Nightspade turns your smartphone into a PC game controller

Night Spade

Nightspade wants to turn your mobile phone and tablet into a game controller, and your computer into a gaming system. At Rock Star Dev 2013, the company pitched Fun Points, a prototype gaming platform that runs on PCs and laptops but is controlled exclusively using mobile devices that connect to the PC via wi-fi. In short, it’s kind of like a game console that uses only hardware you already own.
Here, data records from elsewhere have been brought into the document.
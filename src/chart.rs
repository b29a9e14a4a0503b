//! Server-rendered bar charts and the owning chart slot.
//!
//! Each dashboard keeps at most one rendered chart per visualization; a new
//! render always drops the previous instance before the replacement is
//! built. Values render as horizontal bars scaled against the series max.

use crate::dashboard::escape_html;

#[derive(Debug, Clone, PartialEq)]
pub struct Bar {
    pub label: String,
    pub value: f64,
}

#[derive(Debug, Clone, PartialEq)]
pub struct BarSeries {
    pub title: String,
    pub bars: Vec<Bar>,
}

impl BarSeries {
    pub fn new(title: impl Into<String>) -> Self {
        Self {
            title: title.into(),
            bars: Vec::new(),
        }
    }

    pub fn push(&mut self, label: impl Into<String>, value: f64) {
        self.bars.push(Bar {
            label: label.into(),
            value,
        });
    }

    fn max_value(&self) -> f64 {
        self.bars.iter().fold(0.0_f64, |max, bar| max.max(bar.value))
    }
}

const BAR_HEIGHT: u32 = 22;
const BAR_GAP: u32 = 6;
const LABEL_WIDTH: u32 = 180;
const CHART_WIDTH: u32 = 640;

/// Render a series as a standalone SVG document. An empty series renders a
/// placeholder message instead of an empty viewport.
pub fn render_bar_svg(series: &BarSeries) -> String {
    let rows = series.bars.len() as u32;
    let height = 30 + rows.max(1) * (BAR_HEIGHT + BAR_GAP);
    let mut svg = format!(
        "<svg xmlns=\"http://www.w3.org/2000/svg\" width=\"{CHART_WIDTH}\" height=\"{height}\" \
         font-family=\"sans-serif\" font-size=\"12\">\n<text x=\"4\" y=\"16\" font-weight=\"bold\">{}</text>\n",
        escape_html(&series.title)
    );

    if series.bars.is_empty() {
        svg.push_str("<text x=\"4\" y=\"44\" fill=\"#888\">데이터가 없습니다</text>\n");
        svg.push_str("</svg>\n");
        return svg;
    }

    let max = series.max_value();
    let usable = (CHART_WIDTH - LABEL_WIDTH - 70) as f64;
    for (index, bar) in series.bars.iter().enumerate() {
        let y = 30 + index as u32 * (BAR_HEIGHT + BAR_GAP);
        let width = if max > 0.0 {
            (bar.value / max * usable).max(0.0)
        } else {
            0.0
        };
        svg.push_str(&format!(
            "<text x=\"4\" y=\"{text_y}\">{label}</text>\
             <rect x=\"{LABEL_WIDTH}\" y=\"{y}\" width=\"{width:.0}\" height=\"{BAR_HEIGHT}\" fill=\"#c0392b\"/>\
             <text x=\"{value_x:.0}\" y=\"{text_y}\">{value}</text>\n",
            text_y = y + 15,
            label = escape_html(&bar.label),
            value_x = LABEL_WIDTH as f64 + width + 6.0,
            value = bar.value,
        ));
    }
    svg.push_str("</svg>\n");
    svg
}

/// Holder for the single live chart of one visualization.
///
/// Replacing the chart drops the previous instance before the new one is
/// built, so two instances never coexist.
#[derive(Debug)]
pub struct ChartSlot<T> {
    current: Option<T>,
}

impl<T> Default for ChartSlot<T> {
    fn default() -> Self {
        Self { current: None }
    }
}

impl<T> ChartSlot<T> {
    pub fn replace(&mut self, build: impl FnOnce() -> T) -> &T {
        self.current = None;
        self.current.insert(build())
    }

    pub fn clear(&mut self) {
        self.current = None;
    }

    pub fn current(&self) -> Option<&T> {
        self.current.as_ref()
    }
}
Basically, you install a Fun Points game on your PC (when this eventually launches). You would also install a Fun Points app on your mobile phone that turns it into a game controller, with two virtual joysticks/buttons appearing on the screen that allow you to control what’s happening just like you would with a regular controller. I tested a beta version of Fun Points using a mobile phone to control Duck Hunt, which seems to be a kind of remake of the original NES game. It was fun, and I was left with the impression that more was possible than was displayed in that demo.

The downside is that, much like real game consoles, you can only play Fun Points games on the Fun Points platform, so you can’t turn your phone into a controller for any PC game that you happen to own. In fact, developers that are interested in getting their games onto the platform will have to talk to Nightspade and request that it be ported onto the platform; companies won’t be allowed to publish their own games to Fun Points independently.
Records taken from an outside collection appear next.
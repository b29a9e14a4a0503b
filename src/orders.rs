//! Order-to-sales rate with store-name cross-mapping.
//!
//! The procurement system and the POS system name the same stores
//! differently; a fixed table maps between the two conventions. Order
//! totals are re-bucketed under POS names before the rate is computed.

use std::collections::HashMap;

use serde::Serialize;

use crate::aggregate::{round1, StoreSalesTotal};
use crate::period::PeriodFilter;
use crate::snapshot::StoreOrderDetail;

/// Order-system store name -> POS store name.
const STORE_MAPPING: &[(&str, &str)] = &[
    ("역대짬뽕 장안본점(98)", "역대짬뽕 본점"),
    ("역대짬뽕 오산시청점(99)", "역대짬뽕 오산시청점"),
    ("역대짬뽕 병점점(99)", "역대짬뽕 병점점"),
    ("역대짬뽕 송탄점(99)", "역대짬뽕 송탄점"),
    ("역대짬뽕 화성반월점(99)", "역대짬뽕 화성반월점"),
    ("역대짬뽕 다산1호점(14)", "역대짬뽕 다산1호점"),
    ("역대짬뽕 송파점(95)", "역대짬뽕 송파점"),
    ("역대짬뽕 두정점(101)", "역대짬뽕 두정점"),
];

/// Bidirectional store-name lookup. Unknown names pass through unchanged so
/// a new store shows up under its raw name instead of disappearing.
#[derive(Debug, Clone)]
pub struct OrderStoreMap {
    to_pos: HashMap<&'static str, &'static str>,
    to_order: HashMap<&'static str, &'static str>,
}

impl Default for OrderStoreMap {
    fn default() -> Self {
        let mut to_pos = HashMap::new();
        let mut to_order = HashMap::new();
        for (order_name, pos_name) in STORE_MAPPING {
            to_pos.insert(*order_name, *pos_name);
            to_order.insert(*pos_name, *order_name);
        }
        Self { to_pos, to_order }
    }
}

impl OrderStoreMap {
    pub fn pos_name<'a>(&self, order_name: &'a str) -> &'a str {
        self.to_pos.get(order_name).copied().unwrap_or(order_name)
    }

    pub fn order_name<'a>(&self, pos_name: &'a str) -> &'a str {
        self.to_order.get(pos_name).copied().unwrap_or(pos_name)
    }
}

/// Sum order totals within the active period, re-bucketed by POS store
/// name. Stores whose filtered total is zero are omitted.
pub fn order_totals_by_pos_store(
    store_details: &HashMap<String, StoreOrderDetail>,
    map: &OrderStoreMap,
    period: &PeriodFilter,
) -> HashMap<String, i64> {
    let mut totals: HashMap<String, i64> = HashMap::new();
    for (order_name, detail) in store_details {
        let total: i64 = detail
            .daily
            .iter()
            .filter(|(date, _)| period.matches_date(date))
            .map(|(_, record)| record.total)
            .sum();
        if total > 0 {
            *totals.entry(map.pos_name(order_name).to_string()).or_insert(0) += total;
        }
    }
    totals
}

/// One store's order-to-sales rate row.
#[derive(Debug, Clone, PartialEq, Serialize)]
pub struct OrderRate {
    pub name: String,
    /// Procurement-system account name for matched rows.
    pub order_store: Option<String>,
    pub sales: i64,
    pub order: i64,
    /// Percentage, one decimal. 0 when sales are zero.
    pub rate: f64,
    /// `false` means no order total matched this POS store; rendered as
    /// "미연동" rather than 0%.
    pub matched: bool,
}

/// Join filtered per-store sales totals with period-filtered order totals.
/// Rows with neither sales nor orders are dropped; output is ordered by
/// rate, highest first.
pub fn order_rates(
    stores: &[StoreSalesTotal],
    order_totals: &HashMap<String, i64>,
    map: &OrderStoreMap,
) -> Vec<OrderRate> {
    let mut rates: Vec<OrderRate> = stores
        .iter()
        .filter_map(|store| {
            let order = order_totals.get(&store.name).copied().unwrap_or(0);
            if store.total <= 0 && order <= 0 {
                return None;
            }
            let rate = if store.total > 0 {
                round1(order as f64 / store.total as f64 * 100.0)
            } else {
                0.0
            };
            let matched = order > 0;
            Some(OrderRate {
                name: store.name.clone(),
                order_store: matched.then(|| map.order_name(&store.name).to_string()),
                sales: store.total,
                order,
                rate,
                matched,
            })
        })
        .collect();
    rates.sort_by(|a, b| b.rate.total_cmp(&a.rate));
    rates
}

#[cfg(test)]
mod tests {
    use super::*;
    use crate::snapshot::DailyRecord;

    fn detail(days: &[(&str, i64)]) -> StoreOrderDetail {
        StoreOrderDetail {
            daily: days
                .iter()
                .map(|(date, total)| {
                    (
                        date.to_string(),
                        DailyRecord {
                            count: 1,
                            total: *total,
                        },
                    )
                })
                .collect(),
        }
    }

    fn store(name: &str, total: i64) -> StoreSalesTotal {
        StoreSalesTotal {
            code: name.to_string(),
            name: name.to_string(),
            total,
            ..StoreSalesTotal::default()
        }
    }

    #[test]
    fn mapping_is_bidirectional_and_passes_unknown_names_through() {
        let map = OrderStoreMap::default();
        assert_eq!(map.pos_name("역대짬뽕 장안본점(98)"), "역대짬뽕 본점");
        assert_eq!(map.order_name("역대짬뽕 본점"), "역대짬뽕 장안본점(98)");
        assert_eq!(map.pos_name("신규지점"), "신규지점");
    }

    #[test]
    fn order_totals_respect_period_and_rename() {
        let mut details = HashMap::new();
        details.insert(
            "역대짬뽕 장안본점(98)".to_string(),
            detail(&[("2024-01-10", 1_000), ("2024-02-10", 9_000)]),
        );
        details.insert(
            "역대짬뽕 송탄점(99)".to_string(),
            detail(&[("2024-02-01", 500)]),
        );

        let map = OrderStoreMap::default();
        let period = PeriodFilter::Monthly("2024-01".to_string());
        let totals = order_totals_by_pos_store(&details, &map, &period);
        assert_eq!(totals.get("역대짬뽕 본점"), Some(&1_000));
        // Songtan has no January orders, so it is absent rather than zero.
        assert!(!totals.contains_key("역대짬뽕 송탄점"));
    }

    #[test]
    fn rates_flag_unmatched_stores_and_sort_by_rate() {
        let stores = vec![
            store("역대짬뽕 본점", 10_000),
            store("역대짬뽕 송탄점", 4_000),
            store("역대짬뽕 병점점", 0),
        ];
        let mut order_totals = HashMap::new();
        order_totals.insert("역대짬뽕 본점".to_string(), 2_000);
        order_totals.insert("역대짬뽕 송탄점".to_string(), 3_000);

        let rates = order_rates(&stores, &order_totals, &OrderStoreMap::default());
        assert_eq!(rates.len(), 2);
        assert_eq!(rates[0].name, "역대짬뽕 송탄점");
        assert_eq!(rates[0].rate, 75.0);
        assert!(rates[0].matched);
        assert_eq!(rates[0].order_store.as_deref(), Some("역대짬뽕 송탄점(99)"));
        assert_eq!(rates[1].rate, 20.0);
        assert_eq!(rates[1].order_store.as_deref(), Some("역대짬뽕 장안본점(98)"));
    }

    #[test]
    fn store_with_orders_but_no_sales_shows_as_unrated_row() {
        let stores = vec![store("역대짬뽕 본점", 0)];
        let mut order_totals = HashMap::new();
        order_totals.insert("역대짬뽕 본점".to_string(), 1_500);

        let rates = order_rates(&stores, &order_totals, &OrderStoreMap::default());
        assert_eq!(rates.len(), 1);
        assert_eq!(rates[0].rate, 0.0);
        assert!(rates[0].matched);
    }

    #[test]
    fn unmatched_row_carries_no_order_account() {
        let stores = vec![store("역대짬뽕 신설점", 5_000)];
        let rates = order_rates(&stores, &HashMap::new(), &OrderStoreMap::default());
        assert_eq!(rates.len(), 1);
        assert!(!rates[0].matched);
        assert_eq!(rates[0].order_store, None);
    }
}
//! Keyword bid metrics and the bid-change boundary.
//!
//! All amounts are KRW. The ads platform enforces a bid range of
//! [`MIN_BID`, `MAX_BID`]; every computed bid is clamped into that range
//! before it is shown or queued.

use std::collections::HashMap;
use std::time::Duration;

use serde::Serialize;
use thiserror::Error;
use tracing::info;

use crate::snapshot::RankBid;

/// Platform minimum bid, KRW.
pub const MIN_BID: i64 = 70;
/// Platform maximum bid, KRW.
pub const MAX_BID: i64 = 100_000;

/// Estimated click-through rate by ad rank. Ranks outside 1..=5 fall back
/// to the rank-5 rate.
pub fn ctr_for_rank(rank: u8) -> f64 {
    match rank {
        1 => 0.05,
        2 => 0.035,
        3 => 0.025,
        4 => 0.015,
        _ => 0.01,
    }
}

/// Observed bid required for a rank, preferring the mobile figure and
/// falling back to PC when mobile is absent.
pub fn bid_at_rank(bids: &[RankBid], rank: u8) -> Option<i64> {
    let entry = bids.iter().find(|bid| bid.rank == rank)?;
    if entry.mobile_bid > 0 {
        Some(entry.mobile_bid)
    } else if entry.pc_bid > 0 {
        Some(entry.pc_bid)
    } else {
        None
    }
}

/// Monthly click/cost projection for holding one rank.
#[derive(Debug, Clone, Copy, PartialEq, Eq, Serialize)]
pub struct RankEstimate {
    pub rank: u8,
    pub bid: i64,
    pub monthly_clicks: i64,
    pub monthly_cost: i64,
}

/// Project monthly clicks and cost for `rank` from the keyword's combined
/// monthly search volume. `None` when no usable bid exists for the rank.
pub fn estimate_rank(volume: u64, bids: &[RankBid], rank: u8) -> Option<RankEstimate> {
    let bid = bid_at_rank(bids, rank)?;
    let monthly_clicks = (volume as f64 * ctr_for_rank(rank)).round() as i64;
    Some(RankEstimate {
        rank,
        bid,
        monthly_clicks,
        monthly_cost: monthly_clicks * bid,
    })
}

/// Per-keyword single-rank selection. Selecting the active rank again
/// clears it, returning the estimate column to its placeholder.
#[derive(Debug, Clone, Default, PartialEq, Eq, Serialize)]
pub struct RankSelection {
    selected: HashMap<String, u8>,
}

impl RankSelection {
    /// Toggle `rank` for a keyword and return the now-active rank.
    pub fn toggle(&mut self, keyword_id: &str, rank: u8) -> Option<u8> {
        match self.selected.get(keyword_id) {
            Some(current) if *current == rank => {
                self.selected.remove(keyword_id);
                None
            }
            _ => {
                self.selected.insert(keyword_id.to_string(), rank);
                Some(rank)
            }
        }
    }

    pub fn selected(&self, keyword_id: &str) -> Option<u8> {
        self.selected.get(keyword_id).copied()
    }
}

/// Thresholds for comparing a current bid against the rank-3 bid. The
/// raise threshold moved from 0.8 to 0.7 over time; both remain available.
#[derive(Debug, Clone, Copy, PartialEq)]
pub struct BidPolicy {
    /// Advise a raise when current < rank3 × this factor.
    pub raise_below: f64,
    /// Advise a lower when current > rank3 × this factor.
    pub lower_above: f64,
    /// Recommended bid on a lower is rank3 × this factor, rounded.
    pub lower_target: f64,
}

impl BidPolicy {
    pub const LEGACY_RAISE_BELOW: f64 = 0.8;

    pub fn legacy() -> Self {
        Self {
            raise_below: Self::LEGACY_RAISE_BELOW,
            ..Self::default()
        }
    }

    /// Compare `current_bid` against the rank-3 market bid. `None` when no
    /// positive rank-3 bid is known; no advice is better than bad advice.
    pub fn advise(&self, current_bid: i64, rank3_bid: i64) -> Option<BidAdvice> {
        if rank3_bid <= 0 {
            return None;
        }
        let rank3 = rank3_bid as f64;
        let advice = if (current_bid as f64) < rank3 * self.raise_below {
            BidAdvice::Raise {
                recommended: rank3_bid,
            }
        } else if current_bid as f64 > rank3 * self.lower_above {
            BidAdvice::Lower {
                recommended: (rank3 * self.lower_target).round() as i64,
            }
        } else {
            BidAdvice::Adequate
        };
        Some(advice)
    }
}

impl Default for BidPolicy {
    fn default() -> Self {
        Self {
            raise_below: 0.7,
            lower_above: 1.5,
            lower_target: 1.2,
        }
    }
}

#[derive(Debug, Clone, Copy, PartialEq, Eq, Serialize)]
pub enum BidAdvice {
    Raise { recommended: i64 },
    Lower { recommended: i64 },
    Adequate,
}

/// Scale a bid by `factor`, round to the nearest 10 KRW, clamp to the
/// platform range.
pub fn adjust_bid(bid: i64, factor: f64) -> i64 {
    let scaled = ((bid as f64 * factor) / 10.0).round() as i64 * 10;
    scaled.clamp(MIN_BID, MAX_BID)
}

#[derive(Debug, Error, PartialEq, Eq)]
pub enum BidError {
    #[error("bid {0} is below the platform minimum of {MIN_BID}")]
    BelowMinimum(i64),
    #[error("bid {0} is above the platform maximum of {MAX_BID}")]
    AboveMaximum(i64),
    #[error("no bid changes to apply")]
    EmptyChangeSet,
}

/// Validate a manually entered bid against the platform bounds.
pub fn validate_bid(bid: i64) -> Result<(), BidError> {
    if bid < MIN_BID {
        return Err(BidError::BelowMinimum(bid));
    }
    if bid > MAX_BID {
        return Err(BidError::AboveMaximum(bid));
    }
    Ok(())
}

/// One pending bid edit.
#[derive(Debug, Clone, PartialEq, Eq)]
pub struct BidChange {
    pub keyword_id: String,
    pub keyword: String,
    pub previous: i64,
    pub next: i64,
}

/// Destination for confirmed bid changes. The dashboard never mutates the
/// ads platform itself; implementations decide what "apply" means.
pub trait BidChangeSink: Send + Sync {
    /// Apply a validated change set, returning the number of changes taken.
    fn apply(&self, changes: &[BidChange]) -> Result<usize, BidError>;
}

/// Sink that records the intended changes in the log and reports success
/// after a fixed delay, without contacting the ads platform.
#[derive(Debug, Clone)]
pub struct LoggingBidChangeSink {
    delay: Duration,
}

impl Default for LoggingBidChangeSink {
    fn default() -> Self {
        Self {
            delay: Duration::from_millis(1000),
        }
    }
}

impl LoggingBidChangeSink {
    pub fn with_delay(delay: Duration) -> Self {
        Self { delay }
    }
}

impl BidChangeSink for LoggingBidChangeSink {
    fn apply(&self, changes: &[BidChange]) -> Result<usize, BidError> {
        if changes.is_empty() {
            return Err(BidError::EmptyChangeSet);
        }
        for change in changes {
            validate_bid(change.next)?;
        }
        std::thread::sleep(self.delay);
        for change in changes {
            info!(
                component = "bids",
                event = "bids.apply.change",
                keyword_id = %change.keyword_id,
                keyword = %change.keyword,
                previous = change.previous,
                next = change.next,
                "queued bid change"
            );
        }
        info!(
            component = "bids",
            event = "bids.apply.done",
            count = changes.len(),
            "bid change set applied"
        );
        Ok(changes.len())
    }
}

#[cfg(test)]
mod tests {
    use super::*;

    fn rank_bids() -> Vec<RankBid> {
        vec![
            RankBid {
                rank: 1,
                pc_bid: 900,
                mobile_bid: 1_000,
            },
            RankBid {
                rank: 3,
                pc_bid: 450,
                mobile_bid: 500,
            },
            RankBid {
                rank: 4,
                pc_bid: 200,
                mobile_bid: 0,
            },
        ]
    }

    #[test]
    fn rank_three_estimate_matches_expected_projection() {
        let estimate = estimate_rank(10_000, &rank_bids(), 3).expect("rank 3 bid exists");
        assert_eq!(estimate.monthly_clicks, 250);
        assert_eq!(estimate.monthly_cost, 125_000);
        assert_eq!(estimate.bid, 500);
    }

    #[test]
    fn missing_mobile_bid_falls_back_to_pc() {
        assert_eq!(bid_at_rank(&rank_bids(), 4), Some(200));
        assert_eq!(bid_at_rank(&rank_bids(), 5), None);
    }

    #[test]
    fn unknown_rank_uses_floor_ctr() {
        assert_eq!(ctr_for_rank(7), 0.01);
    }

    #[test]
    fn rank_selection_toggles_off_on_repeat() {
        let mut selection = RankSelection::default();
        assert_eq!(selection.toggle("kw-1", 3), Some(3));
        assert_eq!(selection.selected("kw-1"), Some(3));
        assert_eq!(selection.toggle("kw-1", 2), Some(2));
        assert_eq!(selection.toggle("kw-1", 2), None);
        assert_eq!(selection.selected("kw-1"), None);
    }

    #[test]
    fn low_bid_gets_raise_advice_at_rank_three_bid() {
        let advice = BidPolicy::default().advise(300, 500);
        assert_eq!(advice, Some(BidAdvice::Raise { recommended: 500 }));
    }

    #[test]
    fn high_bid_gets_lower_advice_at_scaled_target() {
        let advice = BidPolicy::default().advise(900, 500);
        assert_eq!(advice, Some(BidAdvice::Lower { recommended: 600 }));
    }

    #[test]
    fn in_band_bid_is_adequate_and_zero_rank_bid_yields_nothing() {
        assert_eq!(BidPolicy::default().advise(400, 500), Some(BidAdvice::Adequate));
        assert_eq!(BidPolicy::default().advise(400, 0), None);
    }

    #[test]
    fn legacy_policy_raises_earlier() {
        // 380 < 500×0.8 but not < 500×0.7.
        assert_eq!(BidPolicy::default().advise(380, 500), Some(BidAdvice::Adequate));
        assert_eq!(
            BidPolicy::legacy().advise(380, 500),
            Some(BidAdvice::Raise { recommended: 500 })
        );
    }

    #[test]
    fn adjust_rounds_to_ten_and_clamps() {
        assert_eq!(adjust_bid(333, 1.1), 370);
        assert_eq!(adjust_bid(80, 0.5), MIN_BID);
        assert_eq!(adjust_bid(99_990, 1.5), MAX_BID);
    }

    #[test]
    fn inverse_factors_round_trip_within_rounding_granularity() {
        let original = 1_000;
        let adjusted = adjust_bid(adjust_bid(original, 1.1), 1.0 / 1.1);
        assert!((adjusted - original).abs() <= 10);
        assert!((MIN_BID..=MAX_BID).contains(&adjusted));
    }

    #[test]
    fn sink_rejects_out_of_range_and_empty_sets() {
        let sink = LoggingBidChangeSink::with_delay(Duration::ZERO);
        assert_eq!(sink.apply(&[]), Err(BidError::EmptyChangeSet));

        let below = BidChange {
            keyword_id: "kw-1".to_string(),
            keyword: "짬뽕".to_string(),
            previous: 100,
            next: 50,
        };
        assert_eq!(sink.apply(&[below]), Err(BidError::BelowMinimum(50)));
    }

    #[test]
    fn sink_reports_applied_count() {
        let sink = LoggingBidChangeSink::with_delay(Duration::ZERO);
        let changes = vec![
            BidChange {
                keyword_id: "kw-1".to_string(),
                keyword: "짬뽕".to_string(),
                previous: 300,
                next: 500,
            },
            BidChange {
                keyword_id: "kw-2".to_string(),
                keyword: "짜장면".to_string(),
                previous: 700,
                next: 600,
            },
        ];
        assert_eq!(sink.apply(&changes), Ok(2));
    }
}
The idea behind all of this, the Jakarta-based Nightspade studio tells us, is that people mostly play solo games on their mobiles, playing alone and looking at separate screens. Fun Points is meant to be a way to let people play together in multiplayer games on one screen. I had fun testing out Fun Points, but we’ll have to wait and see whether this gets good enough games to gain any traction.

Nightspade is also looking to brands who might want to use this system in some kind of promotional way.